Defesa de pai e madastra de Isabella entra com habeas corpus no TJ-SP
Danielle Ribeiro - 07/04/2008 - 17h21
O casal está preso em celas individuais de duas delegacias da capital desde que foi decretada a prisão temporária, por 30 dias, na noite de quarta (2/4).
A assessoria de imprensa do TJ-SP afirmou ser pouco provável que a decisão saia ainda nesta segunda-feira.
Os advogados de Nardoni e Jatobá alegam no habeas corpus que os dois têm endereço fixo, não têm antecedentes criminais e não oferecem risco às investigações sobre o crime, ao contrário do que disse a polícia.
A alegação dos advogados, porém, é contestada pelo promotor Francisco José Taddei Cembranelli, pois, se estiverem em liberdade, eles poderão retomar o contato com testemunhas consideradas chaves do caso, além de retornar ao apartamento do crime.
Sigilo
O delegado Calixto Calil Filho, que apura a morte da garota determinou que o inquérito policial do caso permaneça sob sigilo.
O sigilo foi suspenso hoje juiz Mauricio Fossen, do 2º Tribunal do Júri de São Paulo.

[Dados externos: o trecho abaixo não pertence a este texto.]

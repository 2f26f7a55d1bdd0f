//! Tragos servidos: porciones de un ingrediente y tragos terminados.
use serde::Serialize;

/// Una porcion servida de un ingrediente. Copia el contenido alcoholico al momento de servirla.
#[derive(Debug, Clone, PartialEq, Serialize)]
pub struct Portion {
    pub name: String,
    #[serde(rename = "alcoholContents")]
    pub alcohol_contents: f64,
    #[serde(rename = "oz")]
    pub volume_oz: f64,
}

impl Portion {
    pub fn new(name: &str, alcohol_contents: f64, volume_oz: f64) -> Portion {
        Portion {
            name: name.to_string(),
            alcohol_contents,
            volume_oz,
        }
    }
}

/// Un trago terminado, resultado de mezclar porciones.
#[derive(Debug, Clone, PartialEq, Serialize)]
pub struct Drink {
    pub name: String,
    #[serde(skip_serializing_if = "String::is_empty")]
    pub method: String,
    #[serde(rename = "alcoholContents")]
    pub alcohol_contents: f64,
    #[serde(rename = "oz")]
    pub volume_oz: f64,
    #[serde(skip_serializing_if = "Vec::is_empty")]
    pub recipe: Vec<Portion>,
}
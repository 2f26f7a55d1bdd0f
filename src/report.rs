//! Reporte final: tragos ordenados por contenido alcoholico y estadisticas de ingredientes.
use crate::{drink::Drink, errors::BarError, ingredient::Ingredient};

/// Sorts in ascending order of alcohol contents. Drinks with equal contents keep their order.
pub fn sort_by_alcohol_contents(drinks: &mut [Drink]) {
    drinks.sort_by(|a, b| a.alcohol_contents.total_cmp(&b.alcohol_contents));
}

pub fn drinks_to_json(drinks: &[Drink]) -> Result<String, BarError> {
    Ok(serde_json::to_string(drinks)?)
}

pub fn statistics(ingredients: &[Ingredient]) -> String {
    let mut statistics = String::from("[STATISTICS] Ingredient=(consumed oz, uses) |");
    for ingredient in ingredients {
        statistics.push_str(&format!(
            " {}=({},{}) ",
            ingredient.name, ingredient.consumption_oz, ingredient.use_frequency
        ));
    }
    statistics
}
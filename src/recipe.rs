use serde::Deserialize;

#[derive(Debug, Clone, PartialEq, Deserialize)]
pub struct RecipePour {
    pub ingredient: String,
    pub oz: f64,
}

/// Receta de un trago: que servir, cuanto, y como prepararlo.
#[derive(Debug, Clone, PartialEq, Deserialize)]
pub struct Recipe {
    pub name: String,
    #[serde(default)]
    pub method: String,
    pub pours: Vec<RecipePour>,
}

#[cfg(test)]
impl Recipe {
    pub fn new(name: &str, method: &str, pours: Vec<(&str, f64)>) -> Recipe {
        Recipe {
            name: name.to_string(),
            method: method.to_string(),
            pours: pours
                .into_iter()
                .map(|(ingredient, oz)| RecipePour {
                    ingredient: ingredient.to_string(),
                    oz,
                })
                .collect(),
        }
    }
}
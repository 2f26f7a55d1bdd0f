//! Mezcla de porciones en un trago terminado.
use log::{debug, warn};

use crate::{
    constants::ALCOHOL_DECIMALS,
    drink::{Drink, Portion},
};

/// Mixes the present portions into a drink named `name`, prepared with `method`.
///
/// Missing portions (`None`, from a failed pour) are skipped and left out of the recipe.
/// The alcohol contents is the volume weighted average of the portions, rounded to
/// [`ALCOHOL_DECIMALS`]. A drink with no volume has no alcohol.
pub fn mix<I>(name: &str, method: &str, portions: I) -> Drink
where
    I: IntoIterator<Item = Option<Portion>>,
{
    let mut recipe = Vec::new();
    let mut drink_oz = 0.0;
    let mut alcohol_oz = 0.0;

    for portion in portions {
        let Some(portion) = portion else {
            warn!("[MIXER] Received missing portion for {}", name);
            continue;
        };
        drink_oz += portion.volume_oz;
        alcohol_oz += portion.volume_oz * portion.alcohol_contents;
        recipe.push(portion);
    }

    let alcohol_contents = if drink_oz == 0.0 {
        0.0
    } else {
        round_to(alcohol_oz / drink_oz, ALCOHOL_DECIMALS)
    };
    debug!(
        "[MIXER] {} {} oz at {} alcohol",
        name, drink_oz, alcohol_contents
    );

    Drink {
        name: name.to_string(),
        method: method.to_string(),
        alcohol_contents,
        volume_oz: drink_oz,
        recipe,
    }
}

/// Rounds half away from zero to `decimals` places.
pub fn round_to(value: f64, decimals: i32) -> f64 {
    let factor = 10f64.powi(decimals);
    (value * factor).round() / factor
}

Ele levou em conta que o Ministério Público, em entrevistas à imprensa, revelou informações relevantes à investigação que estavam sob sigilo. "O MP demonstrou que o sigilo das informações não constitui formalidade imprescindível", concluiu o magistrado.
Crime
À polícia, o pai de Isabella afirmou ter chegado no edifício onde mora acompanhado da menina, da madrasta e dos outros dois filhos pequenos do segundo casamento, de três e de onze meses. Ele disse ter subido sozinho e, deixado Isabella no quarto. Ela morava com a mãe, e ficava com o pai a cada 15 dias.
Quando voltou com os demais, informou que a luz do quarto dela estava acesa e a tela de proteção da janela, cortada. A perícia, no entanto, apurou que a tela estava partida no quarto dos irmãos. Também havia sangue no local e no corredor de entrada do apartamento. O Corpo de Bombeiros foi acionado, houve tentativa de reanimação, mas sem sucesso.